The wife died and, as so often happens, the old man, her long time partner and mate, did not long outlast her, at least in this world. Reunited, they moved on to new adventures. The house fell vacant.
Either there were no heirs, or no heirs wanted the modest, two story brick building, at least not to live in. It became one of those things we all, or most of us, dread to have on our blocks, in our little urban villages, cancers in our communities. It became an "investment property." A piece of property with an absentee landlord. A landlord who provides the capital, but lives somewhere else, far away. Somewhere not here. Too far away to be held accountable. Not a part of the community, of the people with skin in the game.
There were a few years of chaos. People in and people out. Prostitutes once, whose rowdy, rude, and sometimes violent customers terrorized the block. A stop was put to that. The building changed hands. Owners and tenants came and went.
When "George" (not his real name) moved in to the building, it had been vacant for a good half year. Things were tense in the village; neighbors were hunkered down inside their homes. No one went outside, much. No one smiled. No one spoke. We all looked with hostility and suspicion at anyone we met on the streets, neighbor or no. It was a fortress mentality. We were all alone, each of us, in hostile territory.
I think, though, George didn't get that memo. Didn't get the notice. Didn't "get it", the way things were here. Desperate people hanging on, trying to get by. Trying to stay safe. Trying not to let the hoodlae take over the hood.

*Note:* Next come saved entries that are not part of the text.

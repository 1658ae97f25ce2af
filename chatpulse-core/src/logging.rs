//! Logging infrastructure for chatpulse
//!
//! Logs are written to `~/.local/state/chatpulse/chatpulse.<date>.log` following XDG standards.

use crate::config::{Config, LoggingConfig};
use crate::error::Error;
use chrono::NaiveDate;
use std::path::PathBuf;
use tracing_appender::rolling::{RollingFileAppender, Rotation};
use tracing_subscriber::{
    fmt::{self, format::FmtSpan},
    layer::SubscriberExt,
    util::SubscriberInitExt,
    EnvFilter,
};

/// Initialize the logging system
///
/// Sets up tracing with:
/// - File output to XDG state directory
/// - Daily rotation, keeping at most `max_files` files
/// - Configurable log level via config or RUST_LOG env var
pub fn init(config: &LoggingConfig) -> crate::error::Result<LoggingGuard> {
    let log_dir = Config::log_dir();

    std::fs::create_dir_all(&log_dir)?;

    let file_appender = RollingFileAppender::builder()
        .rotation(Rotation::DAILY)
        .filename_prefix("chatpulse")
        .filename_suffix("log")
        .max_log_files(config.max_files.max(1))
        .build(&log_dir)
        .map_err(|e| Error::Config(format!("failed to create log appender: {}", e)))?;

    let (non_blocking, guard) = tracing_appender::non_blocking(file_appender);

    let filter =
        EnvFilter::try_from_default_env().unwrap_or_else(|_| EnvFilter::new(&config.level));

    let file_layer = fmt::layer()
        .with_writer(non_blocking)
        .with_ansi(false)
        .with_target(true)
        .with_thread_ids(true)
        .with_file(true)
        .with_line_number(true);

    tracing_subscriber::registry()
        .with(filter)
        .with(file_layer)
        .try_init()
        .map_err(|e| Error::Config(format!("logging already initialized: {}", e)))?;

    tracing::info!(
        log_dir = %log_dir.display(),
        level = %config.level,
        "Logging initialized"
    );

    Ok(LoggingGuard { _guard: guard })
}

/// Initialize logging for tests (logs to stdout)
pub fn init_test() {
    let _ = tracing_subscriber::fmt()
        .with_env_filter(EnvFilter::from_default_env())
        .with_test_writer()
        .with_span_events(FmtSpan::CLOSE)
        .try_init();
}

/// Guard that keeps the logging system alive
///
/// When dropped, flushes any pending log writes.
pub struct LoggingGuard {
    _guard: tracing_appender::non_blocking::WorkerGuard,
}

/// Name of the log file written on `date`.
pub fn log_file_name(date: NaiveDate) -> String {
    format!("chatpulse.{}.log", date.format("%Y-%m-%d"))
}

/// Path of the log file written on `date`.
pub fn log_file_path(date: NaiveDate) -> PathBuf {
    Config::log_dir().join(log_file_name(date))
}
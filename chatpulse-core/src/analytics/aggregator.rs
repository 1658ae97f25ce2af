//! Live-session tracking and per-day roll-up.
//!
//! [`ChatAnalytics`] is the single owner of all mutable analytics state:
//! the live sessions, the day buckets, the popular-question counters and the
//! feedback log. It is constructed by the host and shared by `Arc`; there is
//! no process-wide instance.
//!
//! All state sits behind one `RwLock`. Mutations take the write lock for
//! their whole duration, so no caller ever sees a half-applied update, and
//! every report is built from a single read-locked snapshot.
//!
//! Unknown or already-ended session ids are silently ignored: chat transports
//! can deliver a late message after a session expired.

use super::stats::{
    DayStats, ExportPeriod, ExportStats, ExportSummary, EXPORT_POPULAR_QUESTIONS,
    EXPORT_RECENT_FEEDBACK,
};
use crate::config::AnalyticsConfig;
use crate::text::{normalize, truncate_chars};
use crate::topics::TopicClassifier;
use crate::types::{
    CleanupReport, DayBucket, FeedbackRecord, PopularQuestion, ResponseSource, Role, Session,
};
use chrono::{DateTime, Duration, FixedOffset, Local, NaiveDate, Utc};
use std::collections::{BTreeMap, BTreeSet, HashMap, VecDeque};
use std::sync::{PoisonError, RwLock, RwLockReadGuard, RwLockWriteGuard};

/// Current local time with its offset; day buckets use the local calendar date.
pub(crate) fn local_now() -> DateTime<FixedOffset> {
    Local::now().fixed_offset()
}

#[derive(Debug, Default)]
pub(crate) struct AnalyticsState {
    sessions: HashMap<String, Session>,
    days: BTreeMap<NaiveDate, DayBucket>,
    question_counts: HashMap<String, u64>,
    feedback: VecDeque<FeedbackRecord>,
}

impl AnalyticsState {
    pub(crate) fn day_stats(&self, date: NaiveDate) -> Option<DayStats> {
        self.days
            .get(&date)
            .map(|bucket| DayStats::from_bucket(date, bucket))
    }

    pub(crate) fn popular_questions(&self, limit: usize) -> Vec<PopularQuestion> {
        let mut questions: Vec<PopularQuestion> = self
            .question_counts
            .iter()
            .map(|(question, count)| PopularQuestion {
                question: question.clone(),
                count: *count,
            })
            .collect();
        questions.sort_by(|a, b| b.count.cmp(&a.count).then_with(|| a.question.cmp(&b.question)));
        questions.truncate(limit);
        questions
    }

    /// Newest first.
    pub(crate) fn recent_feedback(&self, limit: usize) -> Vec<FeedbackRecord> {
        self.feedback.iter().rev().take(limit).cloned().collect()
    }

    pub(crate) fn active_session_count(&self) -> usize {
        self.sessions.len()
    }

    pub(crate) fn export(&self, period: ExportPeriod) -> ExportStats {
        let daily_stats: Vec<DayStats> = if period.start > period.end {
            Vec::new()
        } else {
            self.days
                .range(period.start..=period.end)
                .map(|(date, bucket)| DayStats::from_bucket(*date, bucket))
                .collect()
        };
        let summary = ExportSummary::from_days(&daily_stats);

        ExportStats {
            period,
            daily_stats,
            popular_questions: self.popular_questions(EXPORT_POPULAR_QUESTIONS),
            recent_feedback: self.recent_feedback(EXPORT_RECENT_FEEDBACK),
            summary,
        }
    }
}

/// In-memory chat analytics engine.
#[derive(Debug)]
pub struct ChatAnalytics {
    state: RwLock<AnalyticsState>,
    classifier: TopicClassifier,
    settings: AnalyticsConfig,
}

impl Default for ChatAnalytics {
    fn default() -> Self {
        Self::new(AnalyticsConfig::default())
    }
}

impl ChatAnalytics {
    pub fn new(settings: AnalyticsConfig) -> Self {
        Self {
            state: RwLock::new(AnalyticsState::default()),
            classifier: TopicClassifier::new(),
            settings,
        }
    }

    pub fn settings(&self) -> &AnalyticsConfig {
        &self.settings
    }

    pub(crate) fn read(&self) -> RwLockReadGuard<'_, AnalyticsState> {
        self.state.read().unwrap_or_else(PoisonError::into_inner)
    }

    fn write(&self) -> RwLockWriteGuard<'_, AnalyticsState> {
        self.state.write().unwrap_or_else(PoisonError::into_inner)
    }

    // ============================================
    // Session lifecycle
    // ============================================

    /// Register a live session. Raw client details are hashed immediately.
    pub fn start_session(&self, session_id: &str, user_agent: &str, client_address: &str) -> Session {
        self.start_session_at(session_id, user_agent, client_address, local_now())
    }

    /// [`start_session`](Self::start_session) with an explicit clock.
    ///
    /// Starting an id that is already live returns the existing session
    /// untouched.
    pub fn start_session_at(
        &self,
        session_id: &str,
        user_agent: &str,
        client_address: &str,
        at: DateTime<FixedOffset>,
    ) -> Session {
        let mut state = self.write();
        if let Some(existing) = state.sessions.get(session_id) {
            tracing::debug!(session_id, "Session already live, keeping it");
            return existing.clone();
        }

        let session = Session::new(
            session_id,
            at.with_timezone(&Utc),
            user_agent,
            client_address,
        );
        tracing::info!(
            session_id,
            ip_hash = %session.ip_hash,
            active = state.sessions.len() + 1,
            "Session started"
        );
        state.sessions.insert(session_id.to_string(), session.clone());
        session
    }

    /// Record one chat message.
    ///
    /// User messages are classified into a topic and counted as popular
    /// questions; bot messages bump the tally of their response source.
    pub fn log_message(&self, session_id: &str, role: Role, text: &str, source: ResponseSource) {
        // Normalize and classify before taking the lock.
        let classified = match role {
            Role::User => {
                let normalized = normalize(text);
                let topic = self.classifier.classify_normalized(&normalized);
                let key = truncate_chars(&normalized, self.settings.question_key_chars).to_string();
                Some((topic, key))
            }
            Role::Bot => None,
        };

        let mut guard = self.write();
        let state = &mut *guard;
        let Some(session) = state.sessions.get_mut(session_id) else {
            tracing::debug!(session_id, "Message for unknown session ignored");
            return;
        };

        session.message_count += 1;
        match classified {
            Some((topic, key)) => {
                session.topics.insert(topic);
                tracing::debug!(session_id, topic = %topic, "User message");
                if !key.is_empty() {
                    *state.question_counts.entry(key).or_insert(0) += 1;
                }
            }
            None => {
                session.response_tally.record(source);
                tracing::debug!(session_id, source = %source, "Bot message");
            }
        }
    }

    /// Record a rating. Always appended to the feedback log, even when the
    /// session already ended (its topic snapshot is then empty).
    pub fn log_feedback(
        &self,
        session_id: &str,
        rating: u8,
        comment: Option<&str>,
        source: ResponseSource,
    ) {
        self.log_feedback_at(session_id, rating, comment, source, local_now())
    }

    /// [`log_feedback`](Self::log_feedback) with an explicit clock.
    pub fn log_feedback_at(
        &self,
        session_id: &str,
        rating: u8,
        comment: Option<&str>,
        source: ResponseSource,
        at: DateTime<FixedOffset>,
    ) {
        let mut state = self.write();

        let topics = match state.sessions.get_mut(session_id) {
            Some(session) => {
                session.satisfaction = Some(rating);
                session.topics.clone()
            }
            None => BTreeSet::new(),
        };

        state.feedback.push_back(FeedbackRecord {
            session_id: session_id.to_string(),
            rating,
            comment: comment.map(str::to_string),
            source,
            timestamp: at.with_timezone(&Utc),
            topics,
        });
        while state.feedback.len() > self.settings.max_feedback_records {
            state.feedback.pop_front();
        }

        tracing::info!(session_id, rating, source = %source, "Feedback recorded");
    }

    /// Close a session and fold it into today's bucket.
    ///
    /// Returns the finished session, or `None` if the id was not live.
    pub fn end_session(&self, session_id: &str) -> Option<Session> {
        self.end_session_at(session_id, local_now())
    }

    /// [`end_session`](Self::end_session) with an explicit clock. The bucket
    /// is the calendar date of `at` in its own offset.
    pub fn end_session_at(&self, session_id: &str, at: DateTime<FixedOffset>) -> Option<Session> {
        let mut state = self.write();
        let session = state.sessions.remove(session_id)?;

        let day = at.date_naive();
        state.days.entry(day).or_default().absorb(&session);

        tracing::info!(
            session_id,
            day = %day,
            duration_secs = session.duration_secs(at.with_timezone(&Utc)),
            messages = session.message_count,
            topics = session.topics.len(),
            "Session ended"
        );
        Some(session)
    }

    // ============================================
    // Read accessors
    // ============================================

    /// Report for one day, `None` if no session ended that day.
    pub fn day_stats(&self, date: NaiveDate) -> Option<DayStats> {
        self.read().day_stats(date)
    }

    /// Most asked questions, most frequent first.
    pub fn popular_questions(&self, limit: usize) -> Vec<PopularQuestion> {
        self.read().popular_questions(limit)
    }

    /// Copies of every live session, oldest first.
    pub fn active_sessions(&self) -> Vec<Session> {
        let mut sessions: Vec<Session> = self.read().sessions.values().cloned().collect();
        sessions.sort_by(|a, b| a.start_time.cmp(&b.start_time).then_with(|| a.id.cmp(&b.id)));
        sessions
    }

    pub fn active_session_count(&self) -> usize {
        self.read().active_session_count()
    }

    /// Latest feedback, newest first.
    pub fn recent_feedback(&self, limit: usize) -> Vec<FeedbackRecord> {
        self.read().recent_feedback(limit)
    }

    /// Report over every calendar day in `[start, end]`.
    pub fn export_stats(&self, start: NaiveDate, end: NaiveDate) -> ExportStats {
        self.read().export(ExportPeriod { start, end })
    }

    // ============================================
    // Retention
    // ============================================

    /// Drop buckets and feedback older than `days_to_keep` days.
    pub fn clean_old_data(&self, days_to_keep: u32) -> CleanupReport {
        self.clean_old_data_at(days_to_keep, local_now())
    }

    /// [`clean_old_data`](Self::clean_old_data) with an explicit clock.
    ///
    /// Buckets dated before `today - days_to_keep` go, feedback must be newer
    /// than `now - days_to_keep`, and popular-question counters are trimmed
    /// to the configured cap keeping the most frequent. Running it again with
    /// the same clock removes nothing.
    ///
    /// A window reaching past the earliest representable date keeps every
    /// bucket and feedback record; the report's `cutoff` is then `None`.
    pub fn clean_old_data_at(&self, days_to_keep: u32, now: DateTime<FixedOffset>) -> CleanupReport {
        let window = Duration::days(i64::from(days_to_keep));
        let cutoff = now
            .date_naive()
            .checked_sub_signed(window)
            .zip(now.with_timezone(&Utc).checked_sub_signed(window));
        let max_questions = self.settings.max_popular_questions;

        let mut state = self.write();

        let mut buckets_removed = 0;
        let mut feedback_removed = 0;
        if let Some((cutoff_date, cutoff_ts)) = cutoff {
            let buckets_before = state.days.len();
            state.days.retain(|day, _| *day >= cutoff_date);
            buckets_removed = buckets_before - state.days.len();

            let feedback_before = state.feedback.len();
            state.feedback.retain(|record| record.timestamp > cutoff_ts);
            feedback_removed = feedback_before - state.feedback.len();
        }

        let mut questions_trimmed = 0;
        if state.question_counts.len() > max_questions {
            let keep: HashMap<String, u64> = state
                .popular_questions(max_questions)
                .into_iter()
                .map(|q| (q.question, q.count))
                .collect();
            questions_trimmed = state.question_counts.len() - keep.len();
            state.question_counts = keep;
        }

        let cutoff_date = cutoff.map(|(date, _)| date);
        tracing::info!(
            cutoff = ?cutoff_date,
            buckets_removed,
            feedback_removed,
            questions_trimmed,
            "Old analytics data cleaned"
        );

        CleanupReport {
            cutoff: cutoff_date,
            buckets_removed,
            feedback_removed,
            questions_trimmed,
        }
    }
}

George had the audacity to sit on his front porch (are you kidding me? the FRONT porch?) and play his guitar. He was quite good, really. It was an old, battered acoustic thing; he strummed chords, mostly. It was a welcome relief from the heavy, rafter rattling base coming from the mobile stereo systems of the young thuglets as they raced through the streets, gone before the police could arrive to answer the constant complaints. It was summer. I would sit in my upstairs office, the windows open, writing. The mellow chords, carrying just a hint of the blues, drifted in on the breeze. Despite myself, I smiled.
The first time we actually met, George knocked on my door and asked to use my telephone. I think I stared at him, slack jawed, for all of ten seconds before practically slamming the door in his face, my heart hammering. Who WAS this guy? Hadn't he read the play book?
It seemed he hadn't. He had the audacity to speak to everyone who passed by on the street. Speak to them! Introduce himself, wish them a good day. What the heck? We watched him, we did, from behind closed doors and curtained windows, this strange middle aged black man with his bluesy guitar and friendly "Good morning, neighbor!"
"Who the heck does he think he is", I asked the Spousal Unit. "Mr. Rogers?"
Over the next few years, in almost imperceptible increments, a change crept through our little village. I do believe, even now, it was wrought in large part by George and by his determined, relentless friendliness.
People began to speak to each other. "Good Morning!" we would say, now, to each other on the street. We began to know a little more about each other, creeping out of our fortified dens like frightened and hungry kittens, coming out for the food we so desperately need, though we fear the stranger offering it.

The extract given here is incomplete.